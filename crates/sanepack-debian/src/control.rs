//! Assembly of the debian/control record

use sanepack_core::{Package, Person};
use serde::Serialize;

use crate::error::{DebianError, Result};

/// Debian policy version the generated control file declares
pub const STANDARDS_VERSION: &str = "3.9.3";

/// Run-time dependency appended to every package
pub const HELPER_DEPENDENCY: &str = "debhelper";

/// Separator between entries of a relationship field
pub const SEPARATOR: &str = ", ";

/// Join relationship entries into a single control field value
pub fn concat<S: AsRef<str>>(items: &[S]) -> String {
    items
        .iter()
        .map(AsRef::as_ref)
        .collect::<Vec<_>>()
        .join(SEPARATOR)
}

/// Format an extended description as Debian continuation lines.
///
/// Every line gets a leading space and blank lines become ` .`.
pub fn format_long_description(text: &str) -> String {
    text.trim_end()
        .lines()
        .map(|line| {
            if line.trim().is_empty() {
                " .".to_string()
            } else {
                format!(" {line}")
            }
        })
        .collect::<Vec<_>>()
        .join("\n")
}

/// Which optional fields the control template emits
#[derive(Debug, Clone, Copy, Default, Serialize, PartialEq, Eq)]
pub struct ControlIncludes {
    pub homepage: bool,
    pub build_depends: bool,
    pub long_description: bool,
    pub recommends: bool,
    pub suggests: bool,
    pub conflicts: bool,
    pub provides: bool,
    pub replaces: bool,
}

/// Render-ready contents of debian/control
#[derive(Debug, Clone, Serialize, PartialEq, Eq)]
pub struct ControlFile {
    pub name: String,
    pub section: String,
    pub priority: String,
    pub architecture: String,
    pub standards_version: &'static str,
    pub homepage: String,
    pub description: String,
    pub long_description: String,
    pub maintainer: Person,
    pub build_depends: String,
    pub depends: String,
    pub recommends: String,
    pub suggests: String,
    pub conflicts: String,
    pub provides: String,
    pub replaces: String,
    pub include: ControlIncludes,
}

impl ControlFile {
    /// Build the control record from a descriptor.
    ///
    /// Fails with [`DebianError::MissingField`] naming the first required
    /// field that is empty. The dependency lists are required by the
    /// descriptor type itself.
    pub fn assemble(package: &Package) -> Result<Self> {
        require(&package.project_name, "name")?;
        require(&package.description, "description")?;
        require(&package.section, "section")?;
        require(&package.priority, "priority")?;
        require(&package.architecture, "architecture")?;
        require(&package.maintainer.name, "maintainer name")?;
        require(&package.maintainer.email, "maintainer email")?;

        let homepage = package.homepage.clone().unwrap_or_default();
        let long_description = package
            .long_description
            .as_deref()
            .map(format_long_description)
            .unwrap_or_default();

        let mut depends = package.depends.clone();
        depends.push(HELPER_DEPENDENCY.to_string());

        let (recommends, include_recommends) = optional_list(&package.recommends);
        let (suggests, include_suggests) = optional_list(&package.suggests);
        let (conflicts, include_conflicts) = optional_list(&package.conflicts);
        let (provides, include_provides) = optional_list(&package.provides);
        let (replaces, include_replaces) = optional_list(&package.replaces);

        Ok(Self {
            include: ControlIncludes {
                homepage: !homepage.is_empty(),
                build_depends: !package.build_depends.is_empty(),
                long_description: !long_description.is_empty(),
                recommends: include_recommends,
                suggests: include_suggests,
                conflicts: include_conflicts,
                provides: include_provides,
                replaces: include_replaces,
            },
            name: package.project_name.clone(),
            section: package.section.clone(),
            priority: package.priority.clone(),
            architecture: package.architecture.clone(),
            standards_version: STANDARDS_VERSION,
            homepage,
            description: package.description.clone(),
            long_description,
            maintainer: package.maintainer.clone(),
            build_depends: concat(&package.build_depends),
            depends: concat(&depends),
            recommends,
            suggests,
            conflicts,
            provides,
            replaces,
        })
    }
}

fn require(value: &str, field: &'static str) -> Result<()> {
    if value.trim().is_empty() {
        return Err(DebianError::missing_field(field));
    }
    Ok(())
}

/// Concatenated value and whether the field should be emitted
fn optional_list(list: &Option<Vec<String>>) -> (String, bool) {
    match list {
        Some(items) if !items.is_empty() => (concat(items), true),
        _ => (String::new(), false),
    }
}

#[cfg(test)]
pub(crate) mod tests {
    use sanepack_core::Copyright;

    use super::*;

    pub(crate) fn sample_package() -> Package {
        Package {
            project_name: "foo".to_string(),
            project_owners: Vec::new(),
            maintainer: Person::new("Jane", "jane@x.org"),
            description: "bar".to_string(),
            long_description: None,
            homepage: None,
            section: "devel".to_string(),
            priority: "optional".to_string(),
            architecture: "any".to_string(),
            build_depends: vec!["gcc".to_string()],
            depends: vec!["libc6".to_string()],
            recommends: None,
            suggests: None,
            conflicts: None,
            provides: None,
            replaces: None,
            copyright: Copyright {
                name: "foo".to_string(),
                license: "MIT".to_string(),
                homepage: None,
                files: Vec::new(),
            },
            man_pages: Vec::new(),
            docs: Vec::new(),
            init_script: None,
        }
    }

    #[test]
    fn test_concat() {
        assert_eq!(concat::<&str>(&[]), "");
        assert_eq!(concat(&["a"]), "a");
        assert_eq!(concat(&["a", "b"]), "a, b");
        assert_eq!(concat(&["a", "b", "c"]), "a, b, c");
    }

    #[test]
    fn test_missing_required_fields() {
        let fields = [
            "name",
            "description",
            "section",
            "priority",
            "architecture",
            "maintainer name",
            "maintainer email",
        ];

        for expected in fields {
            let mut package = sample_package();
            match expected {
                "name" => package.project_name.clear(),
                "description" => package.description.clear(),
                "section" => package.section.clear(),
                "priority" => package.priority.clear(),
                "architecture" => package.architecture.clear(),
                "maintainer name" => package.maintainer.name.clear(),
                _ => package.maintainer.email.clear(),
            }
            match ControlFile::assemble(&package) {
                Err(DebianError::MissingField { field }) => assert_eq!(field, expected),
                other => panic!("expected missing {expected}, got {other:?}"),
            }
        }
    }

    #[test]
    fn test_depends_gains_helper() {
        let package = sample_package();
        let control = ControlFile::assemble(&package).unwrap();

        assert_eq!(control.depends, "libc6, debhelper");
        assert_eq!(control.build_depends, "gcc");
        assert_eq!(package.depends, vec!["libc6".to_string()]);
    }

    #[test]
    fn test_empty_depends_still_gets_helper() {
        let mut package = sample_package();
        package.depends.clear();
        package.build_depends.clear();

        let control = ControlFile::assemble(&package).unwrap();
        assert_eq!(control.depends, "debhelper");
        assert_eq!(control.build_depends, "");
        assert!(!control.include.build_depends);
    }

    #[test]
    fn test_include_flags_follow_source_values() {
        let mut package = sample_package();
        package.homepage = Some("https://example.org".to_string());
        package.recommends = Some(Vec::new());
        package.suggests = Some(vec!["foo-doc".to_string()]);
        package.provides = Some(vec!["bar".to_string(), "baz".to_string()]);

        let control = ControlFile::assemble(&package).unwrap();

        assert_eq!(
            control.include,
            ControlIncludes {
                homepage: true,
                build_depends: true,
                suggests: true,
                provides: true,
                ..ControlIncludes::default()
            }
        );
        assert_eq!(control.suggests, "foo-doc");
        assert_eq!(control.provides, "bar, baz");
        assert_eq!(control.recommends, "");
        assert_eq!(control.standards_version, STANDARDS_VERSION);
    }

    #[test]
    fn test_long_description_formatting() {
        let text = "First paragraph\ncontinues here.\n\nSecond paragraph.\n";
        assert_eq!(
            format_long_description(text),
            " First paragraph\n continues here.\n .\n Second paragraph."
        );

        let mut package = sample_package();
        package.long_description = Some(text.to_string());
        let control = ControlFile::assemble(&package).unwrap();
        assert!(control.include.long_description);
    }
}
//! Error types for Debian scaffold generation

use std::path::PathBuf;

use thiserror::Error;

/// Debian-specific error types
#[derive(Error, Debug)]
pub enum DebianError {
    /// A required descriptor field is absent or empty
    #[error("Missing required field: {field}")]
    MissingField { field: &'static str },

    /// Templates could not be loaded
    #[error("Failed to load templates from {path}: {reason}")]
    TemplateLoad { path: PathBuf, reason: String },

    /// No template with this name was loaded
    #[error("Template not found: {name}")]
    TemplateNotFound { name: String },

    /// A template failed to render
    #[error("Failed to render template {name}: {reason}")]
    Render { name: String, reason: String },

    /// The output directory exists from a previous run
    #[error("Directory already exists: {path}")]
    DirectoryExists { path: PathBuf },

    /// Source-control history could not be read
    #[error("Version history unavailable: {reason}")]
    HistoryUnavailable { reason: String },

    /// The derived version is not usable as a Debian version
    #[error("Invalid version format: {version} - {reason}")]
    InvalidVersion { version: String, reason: String },

    /// File system error
    #[error("File system error: {0}")]
    Io(#[from] std::io::Error),
}

/// Result type alias for Debian operations
pub type Result<T> = std::result::Result<T, DebianError>;

impl DebianError {
    /// Create a missing required field error
    pub fn missing_field(field: &'static str) -> Self {
        Self::MissingField { field }
    }

    /// Create a template loading error
    pub fn template_load(path: impl Into<PathBuf>, reason: impl Into<String>) -> Self {
        Self::TemplateLoad { path: path.into(), reason: reason.into() }
    }

    /// Create a template not found error
    pub fn template_not_found(name: impl Into<String>) -> Self {
        Self::TemplateNotFound { name: name.into() }
    }

    /// Create a render error
    pub fn render(name: impl Into<String>, reason: impl Into<String>) -> Self {
        Self::Render { name: name.into(), reason: reason.into() }
    }

    /// Create a history unavailable error
    pub fn history_unavailable(reason: impl Into<String>) -> Self {
        Self::HistoryUnavailable { reason: reason.into() }
    }

    /// Create an invalid version error
    pub fn invalid_version(version: impl Into<String>, reason: impl Into<String>) -> Self {
        Self::InvalidVersion { version: version.into(), reason: reason.into() }
    }
}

Task to complete: The lines to return are those in the material above that hold "static".

Answer space:
    pub standards_version: &'static str,
fn require(value: &str, field: &'static str) -> Result<()> {
    MissingField { field: &'static str },
    pub fn missing_field(field: &'static str) -> Self {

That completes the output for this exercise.